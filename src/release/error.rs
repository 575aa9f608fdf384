use thiserror::Error;

#[derive(Debug, Error)]
pub enum SourceError {
    #[error("Network error: {0}")]
    Network(#[from] reqwest::Error),

    #[error("Unexpected status {status} from {url}")]
    UnexpectedStatus { url: String, status: u16 },
}

#[derive(Debug, Error)]
pub enum ReleaseError {
    #[error("Invalid version format: {0}")]
    InvalidVersionFormat(String),

    #[error("Tag {tag:?} of version {version} has no path segment to project")]
    InvalidTag { version: String, tag: String },

    #[error("Source unavailable: {0}")]
    SourceUnavailable(#[from] SourceError),

    #[error("Malformed source document at {url}: cannot find {section}")]
    MalformedSourceDocument { url: String, section: String },
}

#[cfg(test)]
mod tests {
    use super::*;

    #[test]
    fn malformed_source_document_names_the_section() {
        let err = ReleaseError::MalformedSourceDocument {
            url: "https://example.com/clients.txt".to_string(),
            section: "the Python client".to_string(),
        };

        assert_eq!(
            err.to_string(),
            "Malformed source document at https://example.com/clients.txt: cannot find the Python client"
        );
    }

    #[test]
    fn source_error_converts_into_source_unavailable() {
        let err: ReleaseError = SourceError::UnexpectedStatus {
            url: "https://example.com/servers.txt".to_string(),
            status: 503,
        }
        .into();

        assert!(matches!(err, ReleaseError::SourceUnavailable(_)));
        assert_eq!(
            err.to_string(),
            "Source unavailable: Unexpected status 503 from https://example.com/servers.txt"
        );
    }
}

* * * * *

### What you have to do
Copy all of the data exactly.

### Result for this exercise
filename src/release/error.rs
repository 575aa9f608fdf384
use thiserror::Error;

#[derive(Debug, Error)]
pub enum SourceError {
    #[error("Network error: {0}")]
    Network(#[from] reqwest::Error),

    #[error("Unexpected status {status} from {url}")]
    UnexpectedStatus { url: String, status: u16 },
}

#[derive(Debug, Error)]
pub enum ReleaseError {
    #[error("Invalid version format: {0}")]
    InvalidVersionFormat(String),

    #[error("Tag {tag:?} of version {version} has no path segment to project")]
    InvalidTag { version: String, tag: String },

    #[error("Source unavailable: {0}")]
    SourceUnavailable(#[from] SourceError),

    #[error("Malformed source document at {url}: cannot find {section}")]
    MalformedSourceDocument { url: String, section: String },
}

#[cfg(test)]
mod tests {
    use super::*;

    #[test]
    fn malformed_source_document_names_the_section() {
        let err = ReleaseError::MalformedSourceDocument {
            url: "https://example.com/clients.txt".to_string(),
            section: "the Python client".to_string(),
        };

        assert_eq!(
            err.to_string(),
            "Malformed source document at https://example.com/clients.txt: cannot find the Python client"
        );
    }

    #[test]
    fn source_error_converts_into_source_unavailable() {
        let err: ReleaseError = SourceError::UnexpectedStatus {
            url: "https://example.com/servers.txt".to_string(),
            status: 503,
        }
        .into();

        assert!(matches!(err, ReleaseError::SourceUnavailable(_)));
        assert_eq!(
            err.to_string(),
            "Source unavailable: Unexpected status 503 from https://example.com/servers.txt"
        );
    }
}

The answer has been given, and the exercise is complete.